**** Provided data

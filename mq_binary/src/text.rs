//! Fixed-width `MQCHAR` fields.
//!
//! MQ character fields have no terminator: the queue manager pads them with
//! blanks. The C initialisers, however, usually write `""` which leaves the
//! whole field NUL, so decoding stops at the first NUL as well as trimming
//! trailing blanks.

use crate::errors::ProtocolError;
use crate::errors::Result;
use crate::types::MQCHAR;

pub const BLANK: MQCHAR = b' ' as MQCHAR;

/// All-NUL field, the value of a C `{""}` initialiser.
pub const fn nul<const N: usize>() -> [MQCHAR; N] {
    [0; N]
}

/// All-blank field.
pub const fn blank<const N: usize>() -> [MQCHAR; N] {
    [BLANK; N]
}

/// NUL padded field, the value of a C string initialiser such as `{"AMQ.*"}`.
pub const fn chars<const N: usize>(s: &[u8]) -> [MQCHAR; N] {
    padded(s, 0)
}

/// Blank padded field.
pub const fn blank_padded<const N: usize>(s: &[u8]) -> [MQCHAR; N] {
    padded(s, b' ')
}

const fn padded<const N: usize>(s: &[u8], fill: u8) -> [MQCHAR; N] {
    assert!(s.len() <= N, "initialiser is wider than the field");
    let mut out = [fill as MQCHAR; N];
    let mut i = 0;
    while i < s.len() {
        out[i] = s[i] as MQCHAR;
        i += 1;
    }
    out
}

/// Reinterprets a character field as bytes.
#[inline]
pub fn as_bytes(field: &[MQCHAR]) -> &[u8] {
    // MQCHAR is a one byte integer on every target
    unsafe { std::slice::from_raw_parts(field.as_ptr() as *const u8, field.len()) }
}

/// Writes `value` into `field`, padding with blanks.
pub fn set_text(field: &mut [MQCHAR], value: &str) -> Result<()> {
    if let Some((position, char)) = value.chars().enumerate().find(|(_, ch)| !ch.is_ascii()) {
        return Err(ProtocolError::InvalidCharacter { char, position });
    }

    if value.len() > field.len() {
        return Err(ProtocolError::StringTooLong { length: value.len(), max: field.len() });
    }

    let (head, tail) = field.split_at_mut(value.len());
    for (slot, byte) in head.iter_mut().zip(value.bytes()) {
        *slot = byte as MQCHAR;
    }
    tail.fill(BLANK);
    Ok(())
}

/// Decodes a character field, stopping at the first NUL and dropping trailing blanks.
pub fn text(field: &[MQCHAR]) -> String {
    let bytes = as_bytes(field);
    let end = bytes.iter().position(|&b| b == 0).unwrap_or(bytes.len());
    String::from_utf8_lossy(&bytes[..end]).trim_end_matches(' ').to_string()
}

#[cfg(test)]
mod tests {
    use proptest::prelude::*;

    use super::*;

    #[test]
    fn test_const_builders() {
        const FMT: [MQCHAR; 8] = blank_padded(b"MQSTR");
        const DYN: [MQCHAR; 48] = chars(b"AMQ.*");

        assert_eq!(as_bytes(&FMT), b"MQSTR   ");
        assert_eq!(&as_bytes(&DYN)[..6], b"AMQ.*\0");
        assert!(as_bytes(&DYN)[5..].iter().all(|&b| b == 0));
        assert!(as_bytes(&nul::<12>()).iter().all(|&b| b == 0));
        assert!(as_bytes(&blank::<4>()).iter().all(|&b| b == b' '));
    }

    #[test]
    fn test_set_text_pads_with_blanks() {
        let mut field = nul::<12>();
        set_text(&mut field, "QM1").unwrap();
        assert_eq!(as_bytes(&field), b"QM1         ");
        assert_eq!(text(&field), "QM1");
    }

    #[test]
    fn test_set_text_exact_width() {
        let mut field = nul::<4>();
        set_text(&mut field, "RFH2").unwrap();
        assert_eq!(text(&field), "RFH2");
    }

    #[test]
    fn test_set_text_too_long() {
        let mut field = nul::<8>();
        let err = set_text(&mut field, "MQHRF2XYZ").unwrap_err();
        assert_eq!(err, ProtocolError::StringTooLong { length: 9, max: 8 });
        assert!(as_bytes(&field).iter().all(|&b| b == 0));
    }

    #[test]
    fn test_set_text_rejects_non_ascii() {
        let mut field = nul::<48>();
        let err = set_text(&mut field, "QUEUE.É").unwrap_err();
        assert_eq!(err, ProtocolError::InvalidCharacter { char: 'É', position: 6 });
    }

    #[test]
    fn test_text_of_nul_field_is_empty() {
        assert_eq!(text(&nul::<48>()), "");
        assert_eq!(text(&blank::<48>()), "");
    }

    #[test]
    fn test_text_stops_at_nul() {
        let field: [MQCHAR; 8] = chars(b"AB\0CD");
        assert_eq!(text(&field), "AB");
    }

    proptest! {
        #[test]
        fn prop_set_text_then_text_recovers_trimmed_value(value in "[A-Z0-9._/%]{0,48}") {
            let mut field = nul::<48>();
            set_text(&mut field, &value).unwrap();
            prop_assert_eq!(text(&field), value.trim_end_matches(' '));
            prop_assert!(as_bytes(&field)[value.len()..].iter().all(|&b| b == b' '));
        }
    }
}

********

:: Your instructions ::
Lines containing the word "crate" are to be located in the entries and copied.

:: Solution to this problem ::
use crate::errors::ProtocolError;
use crate::errors::Result;
use crate::types::MQCHAR;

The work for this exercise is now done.